Видимо, я долго размышлял, прежде чем решиться, потому что Алевтина Викторовна добавила:
– Вы не думайте, я читать не буду.
Иного способа оперативно донести своё мнение до спикера, наверное, не было. Конечно, я понимал, что Алевтина Викторовна тоже не с дуба упала в аппарат. Кому она доложит о моей бумаге, оставалось только гадать. «А пошли они все!» – чуть не сказал я вслух, но секретарше ответил:
– Занесу.
Пошел и занёс, повторяя про себя тезис о том, что лучше сделать и пожалеть, чем не сделать и пожалеть. Дверь своего кабинета я отпирал в темпе, потому что внутри разрывалась «вертушка». Звонила мне Татьяна Эрастовна из главного областного штаба «Ядрёной России». Вопрос был наиважнейший: она в очередной раз попросила не забывать указывать в наших публикациях фракционную принадлежность депутатов – особенно, если речь велась о богоугодных делах. Татьяна Эрастовна при этом ссылалась на партайгеноссе Митрофанычева. Я дал понять, что в моём лице партайгеноссе Митрофанычев может видеть надежного союзника, и тепло простился с собеседницей.

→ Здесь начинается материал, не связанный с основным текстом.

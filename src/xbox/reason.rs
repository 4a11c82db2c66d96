//! Classification of Xbox Live rejections.
//!
//! Xbox Live explains most rejections with a numeric `XErr` code, sent either as a response
//! header or as a body field. Codes are HRESULT-style 32-bit values and may arrive as JSON
//! numbers, decimal strings, or `0x` hex strings. When no code is present the HTTP status
//! is the only hint: 400 and 401 point at the Microsoft credential.

// self
use crate::{_prelude::*, http::ExchangeResponse, json::JsonValue};

/// Body field carrying the vendor error code.
pub const XERR_FIELD: &str = "XErr";
/// Header carrying the vendor error code, in the lowercase form header maps store.
pub const XERR_HEADER: &str = "xerr";

const CODE_TABLE: &[(i64, ErrorReason)] = &[
	(0x8015_DC09, ErrorReason::XboxNotLinked),
	(0x8015_DC0B, ErrorReason::RegionNotAllowed),
	(0x8015_DC0C, ErrorReason::AgeNotVerified),
	(0x8015_DC0D, ErrorReason::AgeNotVerified),
	(0x8015_DC0E, ErrorReason::AgeTooYoung),
	(0x8015_DC12, ErrorReason::SandboxNotAllowed),
	(0x8015_DC1F, ErrorReason::ServiceTokenExpired),
	(0x8015_DC22, ErrorReason::UserTokenExpired),
	(0x8015_DC26, ErrorReason::UserTokenInvalid),
	(0x8015_DC27, ErrorReason::ServiceTokenInvalid),
	(0x8015_DC31, ErrorReason::Outage),
	(0x8015_DC32, ErrorReason::Outage),
];
const ALL: [ErrorReason; 13] = [
	ErrorReason::Unknown,
	ErrorReason::XboxNotLinked,
	ErrorReason::AgeTooYoung,
	ErrorReason::AgeNotVerified,
	ErrorReason::RegionNotAllowed,
	ErrorReason::Outage,
	ErrorReason::SandboxNotAllowed,
	ErrorReason::MicrosoftTokenInvalid,
	ErrorReason::MicrosoftTokenExpired,
	ErrorReason::UserTokenExpired,
	ErrorReason::UserTokenInvalid,
	ErrorReason::ServiceTokenExpired,
	ErrorReason::ServiceTokenInvalid,
];

/// Raised when parsing an [`ErrorReason`] from an unknown label.
#[derive(Clone, Debug, PartialEq, Eq, ThisError)]
#[error("Unknown Xbox Live error reason `{label}`.")]
pub struct ReasonParseError {
	/// Rejected input.
	pub label: String,
}

/// Why Xbox Live refused an exchange.
#[derive(Clone, Copy, Debug, PartialEq, Eq, Hash, Serialize, Deserialize)]
#[serde(rename_all = "snake_case")]
pub enum ErrorReason {
	/// No known code, or a code this crate does not recognize.
	Unknown,
	/// The Microsoft account has no Xbox profile yet.
	XboxNotLinked,
	/// The account holder is a child and needs to be added to a family.
	AgeTooYoung,
	/// Adult verification is required (South Korea).
	AgeNotVerified,
	/// Xbox Live is unavailable in the account's country.
	RegionNotAllowed,
	/// Xbox Live is down or degraded.
	Outage,
	/// The requested sandbox is not allowed for this account.
	SandboxNotAllowed,
	/// The Microsoft credential was rejected (status 400 without a code).
	MicrosoftTokenInvalid,
	/// The Microsoft credential has expired (status 401 without a code).
	MicrosoftTokenExpired,
	/// The user token has expired.
	UserTokenExpired,
	/// The user token is not valid.
	UserTokenInvalid,
	/// The service token has expired.
	ServiceTokenExpired,
	/// The service token is not valid.
	ServiceTokenInvalid,
}
impl ErrorReason {
	/// Looks up a vendor code; unrecognized codes map to [`ErrorReason::Unknown`].
	pub fn from_code(code: i64) -> Self {
		CODE_TABLE
			.iter()
			.find(|(known, _)| *known == code)
			.map_or(Self::Unknown, |(_, reason)| *reason)
	}

	/// Vendor codes that map to this reason. Empty for the status-derived reasons.
	pub fn codes(self) -> impl Iterator<Item = i64> {
		CODE_TABLE.iter().filter(move |(_, reason)| *reason == self).map(|(code, _)| *code)
	}

	/// Classifies a rejected response.
	///
	/// Returns `None` for 2xx responses. Otherwise the `XErr` header wins over the body
	/// field; when the header repeats, its first value is used. A code that is present but unreadable reads as [`ErrorReason::Unknown`]; only
	/// a missing code falls back to the status.
	pub fn classify(response: &ExchangeResponse) -> Option<Self> {
		if response.is_success() {
			return None;
		}

		let reason = match vendor_code(response) {
			Some(code) => code.map_or(Self::Unknown, Self::from_code),
			None => match response.status.as_u16() {
				400 => Self::MicrosoftTokenInvalid,
				401 => Self::MicrosoftTokenExpired,
				_ => Self::Unknown,
			},
		};

		Some(reason)
	}

	/// Returns a stable snake_case label.
	pub const fn as_str(self) -> &'static str {
		match self {
			ErrorReason::Unknown => "unknown",
			ErrorReason::XboxNotLinked => "xbox_not_linked",
			ErrorReason::AgeTooYoung => "age_too_young",
			ErrorReason::AgeNotVerified => "age_not_verified",
			ErrorReason::RegionNotAllowed => "region_not_allowed",
			ErrorReason::Outage => "outage",
			ErrorReason::SandboxNotAllowed => "sandbox_not_allowed",
			ErrorReason::MicrosoftTokenInvalid => "microsoft_token_invalid",
			ErrorReason::MicrosoftTokenExpired => "microsoft_token_expired",
			ErrorReason::UserTokenExpired => "user_token_expired",
			ErrorReason::UserTokenInvalid => "user_token_invalid",
			ErrorReason::ServiceTokenExpired => "service_token_expired",
			ErrorReason::ServiceTokenInvalid => "service_token_invalid",
		}
	}

	/// Whether the account holder must act (link, verify, grow up, move) before retrying.
	pub const fn is_user_actionable(self) -> bool {
		matches!(
			self,
			ErrorReason::XboxNotLinked
				| ErrorReason::AgeTooYoung
				| ErrorReason::AgeNotVerified
				| ErrorReason::RegionNotAllowed
		)
	}
}
impl Display for ErrorReason {
	fn fmt(&self, f: &mut Formatter) -> FmtResult {
		f.write_str(self.as_str())
	}
}
impl FromStr for ErrorReason {
	type Err = ReasonParseError;

	fn from_str(s: &str) -> Result<Self, Self::Err> {
		ALL.into_iter()
			.find(|reason| reason.as_str() == s)
			.ok_or_else(|| ReasonParseError { label: s.to_owned() })
	}
}

/// `None` when no code was sent, `Some(None)` when one was sent but could not be read.
fn vendor_code(response: &ExchangeResponse) -> Option<Option<i64>> {
	if let Some(raw) = response.headers.get(XERR_HEADER) {
		return Some(raw.to_str().ok().and_then(|text| parse_code(JsonValue::String(text))));
	}

	// A rejection body that is not JSON simply carries no code.
	let body = response.json_object().ok()?;
	let value = body.get(XERR_FIELD)?;

	Some(parse_code(value))
}

fn parse_code(value: JsonValue<'_>) -> Option<i64> {
	if let JsonValue::String(text) = value {
		let text = text.trim();

		if let Some(hex) = text.strip_prefix("0x").or_else(|| text.strip_prefix("0X")) {
			return i64::from_str_radix(hex, 16).ok();
		}
	}

	value.as_integer()
}

#[cfg(test)]
mod tests {
	// self
	use super::*;
	use crate::http::{HeaderName, HeaderValue, StatusCode};

	fn rejected(status: u16) -> ExchangeResponse {
		ExchangeResponse::new(StatusCode::from_u16(status).expect("Fixture status should be valid."))
	}

	fn with_xerr(response: ExchangeResponse, value: HeaderValue) -> ExchangeResponse {
		response.with_header(HeaderName::from_static(XERR_HEADER), value)
	}

	#[test]
	fn known_codes_map_to_reasons() {
		assert_eq!(ErrorReason::from_code(2_148_916_233), ErrorReason::XboxNotLinked);
		assert_eq!(ErrorReason::from_code(2_148_916_238), ErrorReason::AgeTooYoung);
		assert_eq!(ErrorReason::from_code(0x8015_DC0C), ErrorReason::AgeNotVerified);
		assert_eq!(ErrorReason::from_code(0x8015_DC0D), ErrorReason::AgeNotVerified);
		assert_eq!(ErrorReason::from_code(0x8015_DC32), ErrorReason::Outage);
		assert_eq!(ErrorReason::from_code(42), ErrorReason::Unknown);
	}

	#[test]
	fn codes_are_listed_per_reason() {
		assert_eq!(ErrorReason::Outage.codes().collect::<Vec<_>>(), [0x8015_DC31, 0x8015_DC32]);
		assert_eq!(ErrorReason::MicrosoftTokenInvalid.codes().count(), 0);
	}

	#[test]
	fn header_code_wins_over_body() {
		let response = with_xerr(rejected(401), HeaderValue::from_static("2148916233"))
			.with_body(r#"{"XErr":2148916238}"#);

		assert_eq!(ErrorReason::classify(&response), Some(ErrorReason::XboxNotLinked));
	}

	#[test]
	fn repeated_header_uses_first_value() {
		let response = with_xerr(
			with_xerr(rejected(403), HeaderValue::from_static("2148916233")),
			HeaderValue::from_static("2148916238"),
		);

		assert_eq!(ErrorReason::classify(&response), Some(ErrorReason::XboxNotLinked));
	}

	#[test]
	fn body_code_accepts_numbers_and_strings() {
		let number = rejected(403).with_body(r#"{"XErr":2148916238,"Message":""}"#);
		let string = rejected(403).with_body(r#"{"XErr":"2148916235"}"#);
		let hex = rejected(403).with_body(r#"{"XErr":"0x8015DC12"}"#);

		assert_eq!(ErrorReason::classify(&number), Some(ErrorReason::AgeTooYoung));
		assert_eq!(ErrorReason::classify(&string), Some(ErrorReason::RegionNotAllowed));
		assert_eq!(ErrorReason::classify(&hex), Some(ErrorReason::SandboxNotAllowed));
	}

	#[test]
	fn missing_code_falls_back_to_status() {
		assert_eq!(ErrorReason::classify(&rejected(400)), Some(ErrorReason::MicrosoftTokenInvalid));
		assert_eq!(ErrorReason::classify(&rejected(401)), Some(ErrorReason::MicrosoftTokenExpired));
		assert_eq!(ErrorReason::classify(&rejected(403)), Some(ErrorReason::Unknown));
		assert_eq!(ErrorReason::classify(&rejected(500)), Some(ErrorReason::Unknown));

		let null_code = rejected(401).with_body(r#"{"XErr":null}"#);
		let html = rejected(400).with_body("<html>Bad Request</html>");

		assert_eq!(ErrorReason::classify(&null_code), Some(ErrorReason::MicrosoftTokenExpired));
		assert_eq!(ErrorReason::classify(&html), Some(ErrorReason::MicrosoftTokenInvalid));
	}

	#[test]
	fn unreadable_code_is_unknown() {
		let header = with_xerr(rejected(400), HeaderValue::from_static("not-a-number"));
		let opaque = HeaderValue::from_bytes(b"\xff\xfe").expect("Opaque bytes are a valid value.");
		let binary = with_xerr(rejected(401), opaque);
		let body = rejected(401).with_body(r#"{"XErr":true}"#);

		assert_eq!(ErrorReason::classify(&header), Some(ErrorReason::Unknown));
		assert_eq!(ErrorReason::classify(&binary), Some(ErrorReason::Unknown));
		assert_eq!(ErrorReason::classify(&body), Some(ErrorReason::Unknown));
	}

	#[test]
	fn success_is_not_classified() {
		let response = with_xerr(rejected(200), HeaderValue::from_static("2148916233"));

		assert_eq!(ErrorReason::classify(&response), None);
	}

	#[test]
	fn labels_round_trip() {
		for reason in ALL {
			assert_eq!(reason.as_str().parse::<ErrorReason>(), Ok(reason));
		}

		assert!("XBOX_NOT_LINKED".parse::<ErrorReason>().is_err());
		assert!(ErrorReason::XboxNotLinked.is_user_actionable());
		assert!(!ErrorReason::Outage.is_user_actionable());
	}
}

Эстафету у «вертушки» подхватил мобильник.
– Свинья ты, – раздался знакомый женский голос. – Мог бы перезвонить со вчерашнего утра!
Мне стало неловко.
– Да тут проблем целый воз, – попытался я оправдаться. – Кручусь, как белка в колесе.
– Не белка ты, а свинья. Мерзкая и жирная.
– Не такая и жирная вовсе…
– Жирная и наглая! И не спорь со мной!
Личная жизнь оставалась моим слабым местом. Даже сам Хрюшников однажды спросил у меня: «Алексей Николаевич, когда ж ты женишься?» На что я пробуробил нечто вроде: «Я как-то уже женился…» Несколько парламентских барышень, пока не охваченных узами брака, периодически поглядывали в мою сторону, однако шансов не имели. И первого неудачного опыта мне хватило, и крайне нервная профессия не располагала к повторению этого самого первого опыта.